And so this life-giving new path was opening to me.  So then when I learned in college that we could read God’s words to the people of Israel, as if they were written to us, so much more of the Bible opened up to me.  It meant that the Bible was overflowing with God’s words of love and promise.  And I was coming to adore this God who was everything needed, respected, trusted and yearned for.

Listen to these verses from Isaiah again, and whenever you hear Israel or Jacob, instead hear your own name.

But now thus says the Lord,
he who created you, O Jacob,
he who formed you, O Israel:
Do not fear, for I have redeemed you;
I have called you by name, you are mine.
hen you pass through the waters, I will be with you;
and through the rivers, they shall not overwhelm you;
when you walk through fire you shall not be burned,
and the flame shall not consume you.
For I am the Lord your God,
the Holy One of Israel, your Savior.
I give Egypt as your ransom,
Ethiopia[a] and Seba in exchange for you.
because you are precious in my sight,
and honored, and I love you,
I give people in return for you,
nations in exchange for your life.
Do not fear, for I am with you;

 

This is utterly beautiful.  This is the commitment we may seek from one another our whole lives.  This is the commitment shown us by our Beautiful Lord.

 

But what I didn’t delve into at the time were the words about God exchanging others for my life.

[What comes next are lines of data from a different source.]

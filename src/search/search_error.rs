use std::error::Error;
use std::fmt;

#[derive(Debug)]
pub enum SearchError {
    Network(String),
    Timeout(String),
    Blocked(String),
    HtmlParse(String),
}

impl fmt::Display for SearchError {
    fn fmt(&self, f: &mut fmt::Formatter<'_>) -> fmt::Result {
        match self {
            SearchError::Network(msg) => write!(f, "Network error: {msg}"),
            SearchError::Timeout(msg) => write!(f, "Timed out: {msg}"),
            SearchError::Blocked(msg) => write!(f, "Blocked by site: {msg}"),
            SearchError::HtmlParse(msg) => write!(f, "HTML parse error: {msg}"),
        }
    }
}

impl Error for SearchError {}

impl From<reqwest::Error> for SearchError {
    fn from(e: reqwest::Error) -> Self {
        if e.is_timeout() {
            SearchError::Timeout(e.to_string())
        } else {
            SearchError::Network(e.to_string())
        }
    }
}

After college and while in seminary at Union, I became friends with an Egyptian family.  The husband was also a seminary student, and our families became good friends.  They explained that the Bible is hard to read for them because it makes such negative mention of Egypt, time after time.  And yet these Egyptian friends of mine were also believers, and their families had been for many generations.

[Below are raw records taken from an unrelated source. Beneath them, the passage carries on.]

// src/domain/evaluator.rs

use crate::domain::fares::{FareRow, FareTable};
use crate::domain::selector::select;
use crate::domain::watch::{format_date, Leg, SelectionMode, WatchEntry};
use chrono::NaiveDate;
use tracing::{debug, info, warn};

/// Fare tables for both legs of one search. `inbound` stays empty for one-way trips.
#[derive(Debug, Clone, Default, PartialEq, Eq)]
pub struct LegTables {
    pub outbound: FareTable,
    pub inbound: FareTable,
}

impl LegTables {
    pub fn table(&self, leg: Leg) -> &FareTable {
        match leg {
            Leg::Outbound => &self.outbound,
            Leg::Return => &self.inbound,
        }
    }
}

/// A leg whose selected fare came in strictly under its threshold.
#[derive(Debug, Clone, PartialEq, Eq)]
pub struct PriceDrop {
    pub leg: Leg,
    pub new_price: u32,
    pub old_price: u32,
    /// Flight the new price was seen on.
    pub flight_number: String,
    pub message: String,
}

#[derive(Debug, Clone, PartialEq, Eq)]
pub enum LegOutcome {
    /// Not evaluated: entry expired, one-way trip, or no threshold for the leg.
    Skipped,
    /// The search returned nothing usable for this leg.
    NoFare,
    /// A fare was found but it is not under the threshold.
    Unchanged { fare: u32, threshold: u32 },
    Dropped(PriceDrop),
}

impl LegOutcome {
    pub fn price_drop(&self) -> Option<&PriceDrop> {
        match self {
            LegOutcome::Dropped(drop) => Some(drop),
            _ => None,
        }
    }
}

#[derive(Debug, Clone, PartialEq, Eq)]
pub struct EvaluationDecision {
    pub expired: bool,
    pub outbound: LegOutcome,
    pub inbound: LegOutcome,
    /// Input entry with any lowered thresholds applied.
    pub updated_entry: WatchEntry,
}

impl EvaluationDecision {
    pub fn outbound_drop(&self) -> Option<&PriceDrop> {
        self.outbound.price_drop()
    }

    pub fn return_drop(&self) -> Option<&PriceDrop> {
        self.inbound.price_drop()
    }

    /// Drops in notification order: outbound, then return.
    pub fn drops(&self) -> impl Iterator<Item = &PriceDrop> {
        self.outbound_drop().into_iter().chain(self.return_drop())
    }
}

/// Decide what a fresh search means for one watch entry.
///
/// Expired entries short-circuit before any fare is looked at. Otherwise each
/// leg is judged on its own, and a leg only changes when its selected fare is
/// strictly below the stored threshold.
pub fn evaluate(entry: &WatchEntry, tables: &LegTables, today: NaiveDate) -> EvaluationDecision {
    if entry.is_expired(today) {
        info!(
            "Removing {} from future checks because it is past {}",
            entry.describe(),
            format_date(entry.outbound_date)
        );
        return EvaluationDecision {
            expired: true,
            outbound: LegOutcome::Skipped,
            inbound: LegOutcome::Skipped,
            updated_entry: entry.clone(),
        };
    }

    let mut updated = entry.clone();
    let outbound = evaluate_leg(entry, Leg::Outbound, tables.table(Leg::Outbound));
    let inbound = if entry.is_round_trip() {
        evaluate_leg(entry, Leg::Return, tables.table(Leg::Return))
    } else {
        LegOutcome::Skipped
    };

    for found in [&outbound, &inbound].into_iter().filter_map(LegOutcome::price_drop) {
        updated.set_threshold(found.leg, found.new_price);
    }

    EvaluationDecision {
        expired: false,
        outbound,
        inbound,
        updated_entry: updated,
    }
}

fn evaluate_leg(entry: &WatchEntry, leg: Leg, table: &FareTable) -> LegOutcome {
    let Some(threshold) = entry.threshold(leg) else {
        warn!(
            "No {} price configured for {}, skipping that leg",
            leg.label().to_lowercase(),
            entry.describe()
        );
        return LegOutcome::Skipped;
    };

    let mode = entry.selection(leg);
    if table.is_empty() {
        info!(
            "No {} fares listed for {}, threshold stays at ${threshold}",
            leg.label().to_lowercase(),
            entry.describe()
        );
        return LegOutcome::NoFare;
    }
    let Some(fare) = select(table, &mode) else {
        info!(
            "No {} fares found for {} ({}), threshold stays at ${threshold}",
            leg.label().to_lowercase(),
            mode_label(&mode),
            entry.describe()
        );
        return LegOutcome::NoFare;
    };

    debug!(
        "Lowest {} price for {} is ${} on flight #{} (threshold ${threshold})",
        leg.label().to_lowercase(),
        mode_label(&mode),
        fare.price,
        fare.flight_number
    );

    if fare.price < threshold {
        let message = drop_message(entry, leg, &mode, &fare, threshold);
        LegOutcome::Dropped(PriceDrop {
            leg,
            new_price: fare.price,
            old_price: threshold,
            flight_number: fare.flight_number,
            message,
        })
    } else {
        LegOutcome::Unchanged {
            fare: fare.price,
            threshold,
        }
    }
}

fn mode_label(mode: &SelectionMode) -> String {
    match mode {
        SelectionMode::ExactFlight(number) => format!("flight #{number}"),
        SelectionMode::CheapestAny => "cheapest available".to_string(),
    }
}

/// Text sent to the owner for a drop, e.g.
/// `Price Drop: Outbound flight #1234 DAL->HOU on 05-01-2027 is now $199 (was $250)`.
pub fn drop_message(
    entry: &WatchEntry,
    leg: Leg,
    mode: &SelectionMode,
    fare: &FareRow,
    old_price: u32,
) -> String {
    let (from, to) = entry.route(leg);
    let flight = match mode {
        SelectionMode::ExactFlight(number) => format!("flight #{number}"),
        SelectionMode::CheapestAny => {
            format!("cheapest available (flight #{})", fare.flight_number)
        }
    };
    let date = entry
        .date(leg)
        .map(format_date)
        .unwrap_or_default();

    format!(
        "Price Drop: {} {flight} {from}->{to} on {date} is now ${} (was ${old_price})",
        leg.label(),
        fare.price
    )
}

I had never before thought about those countries and people who are labeled negatively in these stories.  And here, right in the middle of one of my favorite passages, is a section about God exchanging others for us, for God’s chosen people.

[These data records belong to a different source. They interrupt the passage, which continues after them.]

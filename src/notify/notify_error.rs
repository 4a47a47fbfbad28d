// src/notify/notify_error.rs
use std::fmt;

/// Why a text message didn't go out.
#[derive(Debug)]
pub enum NotifyError {
    /// The HTTP request never got a response.
    RequestFailed(String),
    /// Twilio answered, but refused the message.
    ApiError(String),
}

impl fmt::Display for NotifyError {
    fn fmt(&self, f: &mut fmt::Formatter<'_>) -> fmt::Result {
        match self {
            NotifyError::RequestFailed(msg) => write!(f, "SMS request failed: {msg}"),
            NotifyError::ApiError(msg) => write!(f, "Twilio rejected the SMS: {msg}"),
        }
    }
}

impl std::error::Error for NotifyError {}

And this was hard to digest.

 

First we have the trouble of being God’s chosen.  If some are chosen, does that mean others are not?  And why?  Other parts of scripture made it clear that God’s heart is for the whole world and that God came so that ALL might know God’s saving love.  And yet, there is this element of choosing.  What does it mean?

On the one hand, I love this idea of choosing.  Choice means that God’s involvement in our lives is voluntary.  It shows us that GOD WANTS US.  And that is part of what’s so beautiful about these words of God, shared through the prophet Isaiah.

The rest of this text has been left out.